- **Task goal**:
In the listing that follows, copy out each line that includes the word "GoogleCalendarClient".
******
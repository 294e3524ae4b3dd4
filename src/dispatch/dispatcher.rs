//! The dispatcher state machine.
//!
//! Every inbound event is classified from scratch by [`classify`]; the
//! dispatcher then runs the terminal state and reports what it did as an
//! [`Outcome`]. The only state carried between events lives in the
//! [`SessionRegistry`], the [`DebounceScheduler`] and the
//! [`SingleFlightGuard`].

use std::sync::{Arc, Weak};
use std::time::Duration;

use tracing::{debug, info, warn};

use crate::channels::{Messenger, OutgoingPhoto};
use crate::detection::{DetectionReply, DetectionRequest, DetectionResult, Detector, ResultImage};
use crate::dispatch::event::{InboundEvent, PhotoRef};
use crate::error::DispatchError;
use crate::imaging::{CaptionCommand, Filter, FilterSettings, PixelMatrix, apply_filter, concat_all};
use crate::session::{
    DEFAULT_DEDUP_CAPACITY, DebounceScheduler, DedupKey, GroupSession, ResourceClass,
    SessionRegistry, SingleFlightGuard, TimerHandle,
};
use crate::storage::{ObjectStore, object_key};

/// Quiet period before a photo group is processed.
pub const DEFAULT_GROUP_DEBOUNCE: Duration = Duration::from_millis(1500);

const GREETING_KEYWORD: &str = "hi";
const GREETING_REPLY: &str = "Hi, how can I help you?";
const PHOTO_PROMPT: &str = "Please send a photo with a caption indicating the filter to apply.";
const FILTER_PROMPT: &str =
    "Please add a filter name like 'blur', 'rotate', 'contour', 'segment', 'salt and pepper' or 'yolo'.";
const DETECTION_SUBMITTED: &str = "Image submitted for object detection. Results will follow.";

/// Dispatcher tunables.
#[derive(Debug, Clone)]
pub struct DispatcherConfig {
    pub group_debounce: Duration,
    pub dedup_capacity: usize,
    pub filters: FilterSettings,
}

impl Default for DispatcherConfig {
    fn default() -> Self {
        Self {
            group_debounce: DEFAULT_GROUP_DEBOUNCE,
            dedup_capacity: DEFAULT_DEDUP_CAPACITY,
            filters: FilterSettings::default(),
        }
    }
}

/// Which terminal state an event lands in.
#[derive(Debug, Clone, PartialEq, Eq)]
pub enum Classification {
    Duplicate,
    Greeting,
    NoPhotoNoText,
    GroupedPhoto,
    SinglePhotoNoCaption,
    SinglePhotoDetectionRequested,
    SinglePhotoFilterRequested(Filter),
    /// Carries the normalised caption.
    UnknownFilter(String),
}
******
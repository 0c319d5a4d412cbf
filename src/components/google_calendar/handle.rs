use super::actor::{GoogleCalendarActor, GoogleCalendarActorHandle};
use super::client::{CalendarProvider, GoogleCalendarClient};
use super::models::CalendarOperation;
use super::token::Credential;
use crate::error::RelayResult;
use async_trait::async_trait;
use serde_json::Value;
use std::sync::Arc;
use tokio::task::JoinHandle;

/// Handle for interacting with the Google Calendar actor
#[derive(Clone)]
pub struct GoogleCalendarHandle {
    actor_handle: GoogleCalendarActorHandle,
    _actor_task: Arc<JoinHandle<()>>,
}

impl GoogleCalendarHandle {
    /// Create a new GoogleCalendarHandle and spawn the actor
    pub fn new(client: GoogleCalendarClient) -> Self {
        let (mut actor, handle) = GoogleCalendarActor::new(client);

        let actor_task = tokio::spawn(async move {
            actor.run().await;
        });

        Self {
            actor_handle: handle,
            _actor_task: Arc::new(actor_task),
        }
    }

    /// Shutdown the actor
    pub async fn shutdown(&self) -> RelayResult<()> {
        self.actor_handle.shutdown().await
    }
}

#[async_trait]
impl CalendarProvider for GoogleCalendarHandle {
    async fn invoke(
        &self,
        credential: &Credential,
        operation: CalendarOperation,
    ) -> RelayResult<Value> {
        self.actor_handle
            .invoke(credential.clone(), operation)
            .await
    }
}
******
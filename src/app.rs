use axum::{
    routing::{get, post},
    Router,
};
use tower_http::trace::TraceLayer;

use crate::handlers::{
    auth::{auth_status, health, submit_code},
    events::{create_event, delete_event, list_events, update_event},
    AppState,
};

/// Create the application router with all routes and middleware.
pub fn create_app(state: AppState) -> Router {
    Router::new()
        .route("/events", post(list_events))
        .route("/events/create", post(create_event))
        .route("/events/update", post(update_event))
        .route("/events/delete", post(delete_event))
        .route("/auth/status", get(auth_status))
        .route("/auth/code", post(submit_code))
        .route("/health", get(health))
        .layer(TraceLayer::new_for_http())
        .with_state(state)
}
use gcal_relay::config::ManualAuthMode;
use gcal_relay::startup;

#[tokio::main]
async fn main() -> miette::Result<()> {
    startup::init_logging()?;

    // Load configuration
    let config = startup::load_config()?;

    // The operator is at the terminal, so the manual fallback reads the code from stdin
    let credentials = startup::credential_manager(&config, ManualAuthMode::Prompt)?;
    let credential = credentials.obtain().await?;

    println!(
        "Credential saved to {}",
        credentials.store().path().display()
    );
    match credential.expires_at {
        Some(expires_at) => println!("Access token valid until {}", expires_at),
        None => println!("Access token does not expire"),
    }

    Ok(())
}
******
- **Exercise answer**:
use super::client::{CalendarProvider, GoogleCalendarClient};
    pub fn new(client: GoogleCalendarClient) -> Self {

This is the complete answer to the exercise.